Reproduce the records below exactly, with nothing altered.

╭─ Records supplied

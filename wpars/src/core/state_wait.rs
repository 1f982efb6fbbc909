//! Connection state polling.
//!
//! The supplicant has no completion signal on the control socket we use,
//! so progress is observed by re-reading `STATUS` once per poll interval.

use log::debug;
use std::thread;
use std::time::Duration;

use crate::Result;
use crate::api::models::StationInfo;
use crate::core::connection::station_info;
use crate::ctrl::ControlChannel;

/// How a wait for `Connected` ended.
#[derive(Debug)]
pub(crate) enum WaitOutcome {
    Connected(StationInfo),
    /// Budget exhausted; carries the last observed info.
    TimedOut(StationInfo),
}

/// Polls `STATUS` until the station is connected or the budget runs out.
///
/// One poll happens immediately. Each further poll is preceded by one
/// `interval` sleep, which is charged against `timeout_secs`, so the wait
/// lasts at least `timeout_secs` seconds whatever the interval. A zero
/// interval does not sleep and charges one second per poll.
pub(crate) fn wait_for_connection(
    channel: &mut ControlChannel,
    timeout_secs: u32,
    interval: Duration,
) -> Result<WaitOutcome> {
    let budget = Duration::from_secs(u64::from(timeout_secs));
    let step = if interval.is_zero() {
        Duration::from_secs(1)
    } else {
        interval
    };

    let mut info = station_info(channel)?;
    let mut spent = Duration::ZERO;

    while !info.is_connected() && spent < budget {
        thread::sleep(interval);
        spent += step;
        info = station_info(channel)?;
        debug!(
            "Station state: {} ({:?} of {}s spent)",
            info.state, spent, timeout_secs
        );
    }

    if info.is_connected() {
        Ok(WaitOutcome::Connected(info))
    } else {
        Ok(WaitOutcome::TimedOut(info))
    }
}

╰─

Answer for this exercise
filename wpars/src/core/state_wait.rs
repository 1f982efb6fbbc909
//! Connection state polling.
//!
//! The supplicant has no completion signal on the control socket we use,
//! so progress is observed by re-reading `STATUS` once per poll interval.

use log::debug;
use std::thread;
use std::time::Duration;

use crate::Result;
use crate::api::models::StationInfo;
use crate::core::connection::station_info;
use crate::ctrl::ControlChannel;

/// How a wait for `Connected` ended.
#[derive(Debug)]
pub(crate) enum WaitOutcome {
    Connected(StationInfo),
    /// Budget exhausted; carries the last observed info.
    TimedOut(StationInfo),
}

/// Polls `STATUS` until the station is connected or the budget runs out.
///
/// One poll happens immediately. Each further poll is preceded by one
/// `interval` sleep, which is charged against `timeout_secs`, so the wait
/// lasts at least `timeout_secs` seconds whatever the interval. A zero
/// interval does not sleep and charges one second per poll.
pub(crate) fn wait_for_connection(
    channel: &mut ControlChannel,
    timeout_secs: u32,
    interval: Duration,
) -> Result<WaitOutcome> {
    let budget = Duration::from_secs(u64::from(timeout_secs));
    let step = if interval.is_zero() {
        Duration::from_secs(1)
    } else {
        interval
    };

    let mut info = station_info(channel)?;
    let mut spent = Duration::ZERO;

    while !info.is_connected() && spent < budget {
        thread::sleep(interval);
        spent += step;
        info = station_info(channel)?;
        debug!(
            "Station state: {} ({:?} of {}s spent)",
            info.state, spent, timeout_secs
        );
    }

    if info.is_connected() {
        Ok(WaitOutcome::Connected(info))
    } else {
        Ok(WaitOutcome::TimedOut(info))
    }
}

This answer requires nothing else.